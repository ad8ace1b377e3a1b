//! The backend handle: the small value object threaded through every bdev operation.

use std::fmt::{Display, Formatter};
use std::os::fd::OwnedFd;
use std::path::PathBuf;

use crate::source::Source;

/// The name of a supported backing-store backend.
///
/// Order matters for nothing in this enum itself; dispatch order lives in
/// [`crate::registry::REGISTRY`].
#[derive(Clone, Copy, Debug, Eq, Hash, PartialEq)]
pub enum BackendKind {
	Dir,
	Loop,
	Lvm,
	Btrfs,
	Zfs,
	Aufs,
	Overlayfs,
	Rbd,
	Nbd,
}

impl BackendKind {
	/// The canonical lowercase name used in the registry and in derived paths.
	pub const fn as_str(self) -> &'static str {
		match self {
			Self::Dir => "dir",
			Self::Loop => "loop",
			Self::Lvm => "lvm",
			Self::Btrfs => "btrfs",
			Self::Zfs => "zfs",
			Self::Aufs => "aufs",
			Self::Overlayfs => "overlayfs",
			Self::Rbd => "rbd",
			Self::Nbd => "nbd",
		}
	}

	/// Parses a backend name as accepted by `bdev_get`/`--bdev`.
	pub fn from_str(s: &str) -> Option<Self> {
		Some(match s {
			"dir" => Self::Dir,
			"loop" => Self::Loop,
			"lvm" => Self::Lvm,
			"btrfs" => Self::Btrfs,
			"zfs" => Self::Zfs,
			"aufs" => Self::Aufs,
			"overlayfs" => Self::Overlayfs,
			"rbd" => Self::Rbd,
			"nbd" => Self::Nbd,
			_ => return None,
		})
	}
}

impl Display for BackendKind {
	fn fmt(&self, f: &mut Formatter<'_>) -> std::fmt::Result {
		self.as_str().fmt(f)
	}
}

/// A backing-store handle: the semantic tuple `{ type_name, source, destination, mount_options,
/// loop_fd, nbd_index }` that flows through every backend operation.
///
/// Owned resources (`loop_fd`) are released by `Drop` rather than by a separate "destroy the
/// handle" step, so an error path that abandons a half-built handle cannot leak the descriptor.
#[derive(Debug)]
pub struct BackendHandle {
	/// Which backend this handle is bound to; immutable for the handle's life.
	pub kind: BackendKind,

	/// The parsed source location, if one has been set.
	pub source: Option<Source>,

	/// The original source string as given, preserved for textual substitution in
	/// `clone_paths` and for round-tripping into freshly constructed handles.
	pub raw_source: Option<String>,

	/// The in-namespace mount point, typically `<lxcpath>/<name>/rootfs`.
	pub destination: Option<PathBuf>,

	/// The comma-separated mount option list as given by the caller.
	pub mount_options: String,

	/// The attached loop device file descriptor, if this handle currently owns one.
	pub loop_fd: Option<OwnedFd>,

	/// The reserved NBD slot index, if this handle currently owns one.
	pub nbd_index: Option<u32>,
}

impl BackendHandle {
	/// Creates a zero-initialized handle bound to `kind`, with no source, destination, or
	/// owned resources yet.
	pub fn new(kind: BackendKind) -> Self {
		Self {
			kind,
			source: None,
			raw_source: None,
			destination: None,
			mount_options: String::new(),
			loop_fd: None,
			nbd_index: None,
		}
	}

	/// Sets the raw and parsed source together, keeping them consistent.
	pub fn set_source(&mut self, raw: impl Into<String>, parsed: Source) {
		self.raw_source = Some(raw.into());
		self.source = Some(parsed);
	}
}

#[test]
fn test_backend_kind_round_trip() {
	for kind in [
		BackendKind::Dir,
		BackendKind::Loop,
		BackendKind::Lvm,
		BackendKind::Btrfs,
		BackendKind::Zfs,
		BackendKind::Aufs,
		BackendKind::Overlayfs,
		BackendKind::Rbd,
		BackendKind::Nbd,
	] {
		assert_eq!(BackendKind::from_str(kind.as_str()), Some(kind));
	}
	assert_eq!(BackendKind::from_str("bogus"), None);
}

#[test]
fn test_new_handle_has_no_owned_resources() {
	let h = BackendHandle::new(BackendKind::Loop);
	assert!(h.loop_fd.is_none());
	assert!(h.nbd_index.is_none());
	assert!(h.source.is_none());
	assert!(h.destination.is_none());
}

--

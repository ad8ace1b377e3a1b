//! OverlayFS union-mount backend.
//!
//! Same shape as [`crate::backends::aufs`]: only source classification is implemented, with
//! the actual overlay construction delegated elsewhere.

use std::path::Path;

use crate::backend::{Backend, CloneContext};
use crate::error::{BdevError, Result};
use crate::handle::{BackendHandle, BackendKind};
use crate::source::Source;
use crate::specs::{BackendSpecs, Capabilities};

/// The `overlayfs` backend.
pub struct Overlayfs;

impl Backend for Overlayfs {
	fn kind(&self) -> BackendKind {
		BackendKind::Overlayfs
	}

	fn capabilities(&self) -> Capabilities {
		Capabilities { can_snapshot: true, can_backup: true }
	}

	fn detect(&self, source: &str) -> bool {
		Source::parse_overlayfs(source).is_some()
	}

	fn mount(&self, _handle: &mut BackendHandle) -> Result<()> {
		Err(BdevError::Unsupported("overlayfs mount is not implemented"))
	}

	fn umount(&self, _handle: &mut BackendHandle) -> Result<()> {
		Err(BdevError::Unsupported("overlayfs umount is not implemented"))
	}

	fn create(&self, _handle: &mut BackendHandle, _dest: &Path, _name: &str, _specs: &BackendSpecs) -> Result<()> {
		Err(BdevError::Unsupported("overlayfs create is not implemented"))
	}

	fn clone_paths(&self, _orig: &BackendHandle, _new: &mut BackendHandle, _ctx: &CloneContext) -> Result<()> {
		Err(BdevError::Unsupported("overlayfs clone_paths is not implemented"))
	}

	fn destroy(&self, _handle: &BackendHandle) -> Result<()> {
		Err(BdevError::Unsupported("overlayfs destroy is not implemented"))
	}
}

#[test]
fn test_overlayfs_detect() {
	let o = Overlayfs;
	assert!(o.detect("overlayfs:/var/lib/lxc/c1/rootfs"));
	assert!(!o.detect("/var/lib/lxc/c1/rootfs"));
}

ASSIGNED TASK:
In the records above, find each line that mentions the word "destroy", and copy it.

SOLUTION TO THE PROBLEM:
/// Owned resources (`loop_fd`) are released by `Drop` rather than by a separate "destroy the
	fn destroy(&self, _handle: &BackendHandle) -> Result<()> {
		Err(BdevError::Unsupported("overlayfs destroy is not implemented"))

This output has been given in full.